Items from a dataset
Content starts

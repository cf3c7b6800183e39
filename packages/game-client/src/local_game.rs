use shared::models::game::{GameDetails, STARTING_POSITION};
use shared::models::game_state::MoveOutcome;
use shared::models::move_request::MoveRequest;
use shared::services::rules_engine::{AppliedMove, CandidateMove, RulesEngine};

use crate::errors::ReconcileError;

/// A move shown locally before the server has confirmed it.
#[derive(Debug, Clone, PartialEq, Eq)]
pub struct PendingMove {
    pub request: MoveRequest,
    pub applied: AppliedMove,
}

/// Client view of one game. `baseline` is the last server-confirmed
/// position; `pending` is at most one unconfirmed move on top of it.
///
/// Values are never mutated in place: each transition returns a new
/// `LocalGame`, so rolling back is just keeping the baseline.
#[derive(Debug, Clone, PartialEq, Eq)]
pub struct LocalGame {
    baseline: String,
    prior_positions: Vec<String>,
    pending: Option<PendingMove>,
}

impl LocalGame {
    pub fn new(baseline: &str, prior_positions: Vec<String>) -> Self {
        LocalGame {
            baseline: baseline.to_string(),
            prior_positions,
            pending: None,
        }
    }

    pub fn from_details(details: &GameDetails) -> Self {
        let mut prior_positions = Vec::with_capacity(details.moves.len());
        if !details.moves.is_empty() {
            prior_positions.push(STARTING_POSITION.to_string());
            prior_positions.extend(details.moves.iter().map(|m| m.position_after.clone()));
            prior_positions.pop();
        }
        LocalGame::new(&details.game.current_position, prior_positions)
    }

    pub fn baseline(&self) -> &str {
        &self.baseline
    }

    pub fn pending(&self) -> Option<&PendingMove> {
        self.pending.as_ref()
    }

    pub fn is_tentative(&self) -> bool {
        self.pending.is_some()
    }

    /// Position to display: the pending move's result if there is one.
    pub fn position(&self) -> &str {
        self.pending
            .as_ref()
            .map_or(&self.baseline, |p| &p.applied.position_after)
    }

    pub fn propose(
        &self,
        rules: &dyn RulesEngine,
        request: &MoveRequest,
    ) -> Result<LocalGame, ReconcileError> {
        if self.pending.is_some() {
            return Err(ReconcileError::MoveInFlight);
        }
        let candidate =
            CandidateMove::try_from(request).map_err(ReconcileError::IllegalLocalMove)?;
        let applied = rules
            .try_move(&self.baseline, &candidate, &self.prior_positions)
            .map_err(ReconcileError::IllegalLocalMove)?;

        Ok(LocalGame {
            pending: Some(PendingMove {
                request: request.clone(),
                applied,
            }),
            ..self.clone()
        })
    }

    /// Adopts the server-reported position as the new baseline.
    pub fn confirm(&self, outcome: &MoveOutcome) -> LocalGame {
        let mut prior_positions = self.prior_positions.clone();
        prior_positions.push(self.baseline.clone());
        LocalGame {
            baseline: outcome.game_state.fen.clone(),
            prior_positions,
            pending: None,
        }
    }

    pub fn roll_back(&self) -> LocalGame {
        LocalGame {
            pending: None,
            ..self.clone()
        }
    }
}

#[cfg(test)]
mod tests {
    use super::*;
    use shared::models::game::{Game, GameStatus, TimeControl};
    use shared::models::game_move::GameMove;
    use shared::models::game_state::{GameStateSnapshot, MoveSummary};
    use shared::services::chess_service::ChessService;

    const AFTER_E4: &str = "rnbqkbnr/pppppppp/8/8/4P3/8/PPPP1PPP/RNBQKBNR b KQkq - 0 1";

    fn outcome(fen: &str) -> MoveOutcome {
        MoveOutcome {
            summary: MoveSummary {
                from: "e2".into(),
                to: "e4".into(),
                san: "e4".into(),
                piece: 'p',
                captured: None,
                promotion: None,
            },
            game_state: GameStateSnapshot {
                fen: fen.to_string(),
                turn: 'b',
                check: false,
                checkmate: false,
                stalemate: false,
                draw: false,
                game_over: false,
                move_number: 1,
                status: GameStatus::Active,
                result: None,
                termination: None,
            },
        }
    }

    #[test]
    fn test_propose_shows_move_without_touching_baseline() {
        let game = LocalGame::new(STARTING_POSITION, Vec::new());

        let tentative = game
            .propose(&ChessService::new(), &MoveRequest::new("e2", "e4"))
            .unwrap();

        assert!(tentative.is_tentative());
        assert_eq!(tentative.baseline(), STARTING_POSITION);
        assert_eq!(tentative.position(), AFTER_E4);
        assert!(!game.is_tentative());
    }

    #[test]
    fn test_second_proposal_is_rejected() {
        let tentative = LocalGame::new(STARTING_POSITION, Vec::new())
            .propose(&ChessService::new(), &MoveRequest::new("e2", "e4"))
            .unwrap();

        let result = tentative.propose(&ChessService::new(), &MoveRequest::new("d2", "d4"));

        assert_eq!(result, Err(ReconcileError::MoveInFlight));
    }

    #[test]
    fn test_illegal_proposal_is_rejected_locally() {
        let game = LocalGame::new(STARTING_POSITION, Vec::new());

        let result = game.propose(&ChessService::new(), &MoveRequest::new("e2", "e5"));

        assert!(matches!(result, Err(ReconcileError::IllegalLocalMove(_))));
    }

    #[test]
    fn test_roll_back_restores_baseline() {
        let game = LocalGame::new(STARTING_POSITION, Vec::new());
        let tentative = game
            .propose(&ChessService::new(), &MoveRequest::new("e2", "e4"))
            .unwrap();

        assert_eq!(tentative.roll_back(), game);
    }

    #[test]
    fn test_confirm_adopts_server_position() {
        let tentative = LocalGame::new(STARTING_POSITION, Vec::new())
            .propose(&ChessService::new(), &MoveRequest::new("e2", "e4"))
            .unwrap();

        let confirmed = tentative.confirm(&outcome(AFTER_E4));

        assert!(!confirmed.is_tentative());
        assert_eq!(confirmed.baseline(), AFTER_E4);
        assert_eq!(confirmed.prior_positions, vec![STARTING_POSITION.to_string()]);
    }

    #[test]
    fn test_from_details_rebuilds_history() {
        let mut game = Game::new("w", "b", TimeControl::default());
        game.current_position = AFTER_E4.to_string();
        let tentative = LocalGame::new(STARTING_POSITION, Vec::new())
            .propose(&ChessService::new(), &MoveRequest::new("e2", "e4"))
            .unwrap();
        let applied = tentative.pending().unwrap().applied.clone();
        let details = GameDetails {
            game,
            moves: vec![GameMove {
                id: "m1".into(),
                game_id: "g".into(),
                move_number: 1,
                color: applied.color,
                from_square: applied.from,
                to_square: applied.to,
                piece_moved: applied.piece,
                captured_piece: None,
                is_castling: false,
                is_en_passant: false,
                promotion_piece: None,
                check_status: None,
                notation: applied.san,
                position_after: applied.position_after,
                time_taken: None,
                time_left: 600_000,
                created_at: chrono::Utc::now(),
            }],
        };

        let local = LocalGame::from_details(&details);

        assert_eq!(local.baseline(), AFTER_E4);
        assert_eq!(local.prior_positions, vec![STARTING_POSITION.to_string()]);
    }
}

Content ends
Content starts

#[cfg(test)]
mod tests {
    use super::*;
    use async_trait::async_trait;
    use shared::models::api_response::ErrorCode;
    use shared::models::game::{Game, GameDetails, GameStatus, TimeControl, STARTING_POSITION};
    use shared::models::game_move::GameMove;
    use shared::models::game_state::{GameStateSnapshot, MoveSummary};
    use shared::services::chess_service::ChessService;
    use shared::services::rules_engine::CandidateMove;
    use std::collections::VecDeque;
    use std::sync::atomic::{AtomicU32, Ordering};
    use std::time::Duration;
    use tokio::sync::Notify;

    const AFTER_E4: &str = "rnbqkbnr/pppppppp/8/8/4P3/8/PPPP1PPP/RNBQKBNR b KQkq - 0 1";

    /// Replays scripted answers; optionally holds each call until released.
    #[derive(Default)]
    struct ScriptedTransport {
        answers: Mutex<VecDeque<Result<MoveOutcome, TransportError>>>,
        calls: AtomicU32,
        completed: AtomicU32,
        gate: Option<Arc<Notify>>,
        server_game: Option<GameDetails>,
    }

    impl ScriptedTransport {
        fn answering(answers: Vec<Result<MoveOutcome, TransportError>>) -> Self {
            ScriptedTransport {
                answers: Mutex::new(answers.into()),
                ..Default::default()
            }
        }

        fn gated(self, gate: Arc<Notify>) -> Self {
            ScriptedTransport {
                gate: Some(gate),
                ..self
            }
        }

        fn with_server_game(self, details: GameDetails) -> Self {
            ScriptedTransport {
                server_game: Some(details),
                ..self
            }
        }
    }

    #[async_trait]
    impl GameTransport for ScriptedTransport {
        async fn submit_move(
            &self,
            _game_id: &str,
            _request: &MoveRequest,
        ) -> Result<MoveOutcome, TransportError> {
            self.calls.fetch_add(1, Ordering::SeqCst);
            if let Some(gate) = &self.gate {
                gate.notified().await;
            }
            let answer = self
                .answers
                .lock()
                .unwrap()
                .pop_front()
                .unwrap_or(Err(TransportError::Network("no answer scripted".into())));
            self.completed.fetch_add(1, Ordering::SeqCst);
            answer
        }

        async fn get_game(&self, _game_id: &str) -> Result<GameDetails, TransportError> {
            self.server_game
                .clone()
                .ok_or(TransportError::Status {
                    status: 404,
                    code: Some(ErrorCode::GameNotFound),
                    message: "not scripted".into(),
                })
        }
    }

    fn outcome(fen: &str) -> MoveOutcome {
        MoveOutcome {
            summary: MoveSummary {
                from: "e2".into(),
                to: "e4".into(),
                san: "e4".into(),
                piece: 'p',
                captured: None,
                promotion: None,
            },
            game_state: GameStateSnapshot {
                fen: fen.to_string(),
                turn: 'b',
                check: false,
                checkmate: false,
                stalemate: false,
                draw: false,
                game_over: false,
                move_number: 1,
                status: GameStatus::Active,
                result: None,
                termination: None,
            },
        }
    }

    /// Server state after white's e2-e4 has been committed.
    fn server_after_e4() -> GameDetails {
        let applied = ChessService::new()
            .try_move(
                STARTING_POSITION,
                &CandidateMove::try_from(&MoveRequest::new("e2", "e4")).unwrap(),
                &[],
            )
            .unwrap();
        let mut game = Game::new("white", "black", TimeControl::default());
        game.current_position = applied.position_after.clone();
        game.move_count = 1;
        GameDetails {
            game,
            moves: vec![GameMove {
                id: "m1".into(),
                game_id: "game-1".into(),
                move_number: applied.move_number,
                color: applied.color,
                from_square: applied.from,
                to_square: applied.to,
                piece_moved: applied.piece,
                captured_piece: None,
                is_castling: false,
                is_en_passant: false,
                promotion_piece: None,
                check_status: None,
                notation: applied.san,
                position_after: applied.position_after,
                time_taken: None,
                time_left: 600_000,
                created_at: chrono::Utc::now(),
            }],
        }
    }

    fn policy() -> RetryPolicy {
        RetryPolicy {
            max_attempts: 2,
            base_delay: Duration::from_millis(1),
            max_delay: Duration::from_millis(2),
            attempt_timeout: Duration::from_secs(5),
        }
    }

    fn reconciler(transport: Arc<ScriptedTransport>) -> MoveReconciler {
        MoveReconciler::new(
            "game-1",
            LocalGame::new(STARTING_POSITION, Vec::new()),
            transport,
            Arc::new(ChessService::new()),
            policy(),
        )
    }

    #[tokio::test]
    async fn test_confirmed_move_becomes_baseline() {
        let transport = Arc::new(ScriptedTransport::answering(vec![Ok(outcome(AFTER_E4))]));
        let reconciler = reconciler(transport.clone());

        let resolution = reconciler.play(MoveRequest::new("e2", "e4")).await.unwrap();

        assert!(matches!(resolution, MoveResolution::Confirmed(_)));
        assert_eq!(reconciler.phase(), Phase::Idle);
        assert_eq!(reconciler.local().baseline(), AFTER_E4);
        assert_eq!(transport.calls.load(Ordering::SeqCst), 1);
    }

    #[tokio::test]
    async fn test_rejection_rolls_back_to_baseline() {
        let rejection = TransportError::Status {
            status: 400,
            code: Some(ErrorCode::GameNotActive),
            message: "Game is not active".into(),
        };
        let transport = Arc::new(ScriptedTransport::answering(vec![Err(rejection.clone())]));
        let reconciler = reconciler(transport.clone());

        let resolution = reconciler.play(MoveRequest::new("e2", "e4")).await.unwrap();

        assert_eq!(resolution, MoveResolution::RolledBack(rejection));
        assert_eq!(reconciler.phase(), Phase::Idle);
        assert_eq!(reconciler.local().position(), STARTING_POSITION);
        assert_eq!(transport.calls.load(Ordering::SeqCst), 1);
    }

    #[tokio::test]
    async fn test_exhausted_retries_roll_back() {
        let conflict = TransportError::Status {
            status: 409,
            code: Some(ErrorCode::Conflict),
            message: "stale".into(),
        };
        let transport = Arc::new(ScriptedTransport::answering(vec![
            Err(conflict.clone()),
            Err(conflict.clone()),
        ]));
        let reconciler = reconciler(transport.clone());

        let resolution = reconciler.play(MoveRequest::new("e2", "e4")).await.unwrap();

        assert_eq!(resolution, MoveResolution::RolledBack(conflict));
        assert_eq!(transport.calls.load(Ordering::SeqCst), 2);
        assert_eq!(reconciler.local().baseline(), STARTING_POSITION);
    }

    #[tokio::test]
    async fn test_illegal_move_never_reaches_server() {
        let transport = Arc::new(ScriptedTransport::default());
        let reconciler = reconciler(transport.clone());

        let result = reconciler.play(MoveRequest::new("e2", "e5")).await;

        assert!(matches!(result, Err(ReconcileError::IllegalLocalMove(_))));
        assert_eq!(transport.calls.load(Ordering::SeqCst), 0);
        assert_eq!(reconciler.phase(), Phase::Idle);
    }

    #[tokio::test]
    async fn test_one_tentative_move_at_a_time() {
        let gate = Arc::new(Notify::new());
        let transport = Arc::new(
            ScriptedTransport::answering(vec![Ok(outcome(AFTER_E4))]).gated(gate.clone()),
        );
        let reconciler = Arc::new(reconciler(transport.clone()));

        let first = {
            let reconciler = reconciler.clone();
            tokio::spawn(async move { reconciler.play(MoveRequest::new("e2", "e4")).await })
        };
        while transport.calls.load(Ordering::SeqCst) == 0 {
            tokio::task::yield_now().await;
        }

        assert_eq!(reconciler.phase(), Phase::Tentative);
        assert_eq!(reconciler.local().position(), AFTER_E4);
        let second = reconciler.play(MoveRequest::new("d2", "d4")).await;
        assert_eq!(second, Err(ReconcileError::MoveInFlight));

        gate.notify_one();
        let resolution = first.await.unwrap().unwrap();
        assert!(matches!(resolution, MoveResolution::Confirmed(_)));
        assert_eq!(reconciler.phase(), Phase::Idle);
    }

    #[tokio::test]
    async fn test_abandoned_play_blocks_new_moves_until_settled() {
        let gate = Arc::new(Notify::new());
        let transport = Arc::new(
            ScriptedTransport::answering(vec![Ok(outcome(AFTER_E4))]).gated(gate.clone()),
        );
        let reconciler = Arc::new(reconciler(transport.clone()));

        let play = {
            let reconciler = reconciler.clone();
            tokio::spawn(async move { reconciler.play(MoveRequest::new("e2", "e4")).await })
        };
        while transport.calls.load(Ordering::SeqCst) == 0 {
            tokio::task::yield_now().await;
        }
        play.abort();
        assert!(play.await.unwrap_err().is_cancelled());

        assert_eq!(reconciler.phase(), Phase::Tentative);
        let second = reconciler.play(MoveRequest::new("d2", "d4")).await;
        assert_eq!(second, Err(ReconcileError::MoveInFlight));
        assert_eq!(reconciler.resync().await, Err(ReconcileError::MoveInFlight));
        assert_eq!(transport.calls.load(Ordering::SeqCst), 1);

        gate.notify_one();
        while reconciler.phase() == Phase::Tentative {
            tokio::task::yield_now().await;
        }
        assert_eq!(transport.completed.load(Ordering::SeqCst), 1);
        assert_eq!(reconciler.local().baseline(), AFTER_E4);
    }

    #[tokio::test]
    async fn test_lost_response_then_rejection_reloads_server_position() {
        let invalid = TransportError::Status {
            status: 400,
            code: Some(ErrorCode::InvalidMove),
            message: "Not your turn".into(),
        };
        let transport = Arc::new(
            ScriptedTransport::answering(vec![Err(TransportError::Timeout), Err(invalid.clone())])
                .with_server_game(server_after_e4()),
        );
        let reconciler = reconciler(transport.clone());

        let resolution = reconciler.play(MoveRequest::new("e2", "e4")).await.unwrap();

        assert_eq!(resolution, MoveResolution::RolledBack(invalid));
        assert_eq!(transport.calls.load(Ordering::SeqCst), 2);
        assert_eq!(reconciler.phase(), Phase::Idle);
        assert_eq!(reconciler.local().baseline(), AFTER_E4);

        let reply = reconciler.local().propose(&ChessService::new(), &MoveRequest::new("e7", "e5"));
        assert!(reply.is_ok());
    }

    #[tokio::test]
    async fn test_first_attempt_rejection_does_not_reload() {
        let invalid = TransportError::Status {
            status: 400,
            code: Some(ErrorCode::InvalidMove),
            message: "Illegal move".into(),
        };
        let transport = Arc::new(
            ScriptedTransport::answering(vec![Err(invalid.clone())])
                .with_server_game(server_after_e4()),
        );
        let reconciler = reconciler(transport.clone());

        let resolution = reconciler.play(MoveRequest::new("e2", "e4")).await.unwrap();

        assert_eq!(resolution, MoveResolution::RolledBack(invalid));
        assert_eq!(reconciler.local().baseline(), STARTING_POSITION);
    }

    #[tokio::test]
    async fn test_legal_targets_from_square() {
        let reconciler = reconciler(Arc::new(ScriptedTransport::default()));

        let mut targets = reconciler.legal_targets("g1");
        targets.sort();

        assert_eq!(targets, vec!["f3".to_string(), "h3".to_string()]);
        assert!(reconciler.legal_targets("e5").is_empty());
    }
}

Content ends

**Task to carry out**
Each line of the entries holding the string "TimeControl" should be found and copied.

**Output below**
    use shared::models::game::{Game, GameStatus, TimeControl};
        let mut game = Game::new("w", "b", TimeControl::default());
    use shared::models::game::{Game, GameDetails, GameStatus, TimeControl, STARTING_POSITION};
        let mut game = Game::new("white", "black", TimeControl::default());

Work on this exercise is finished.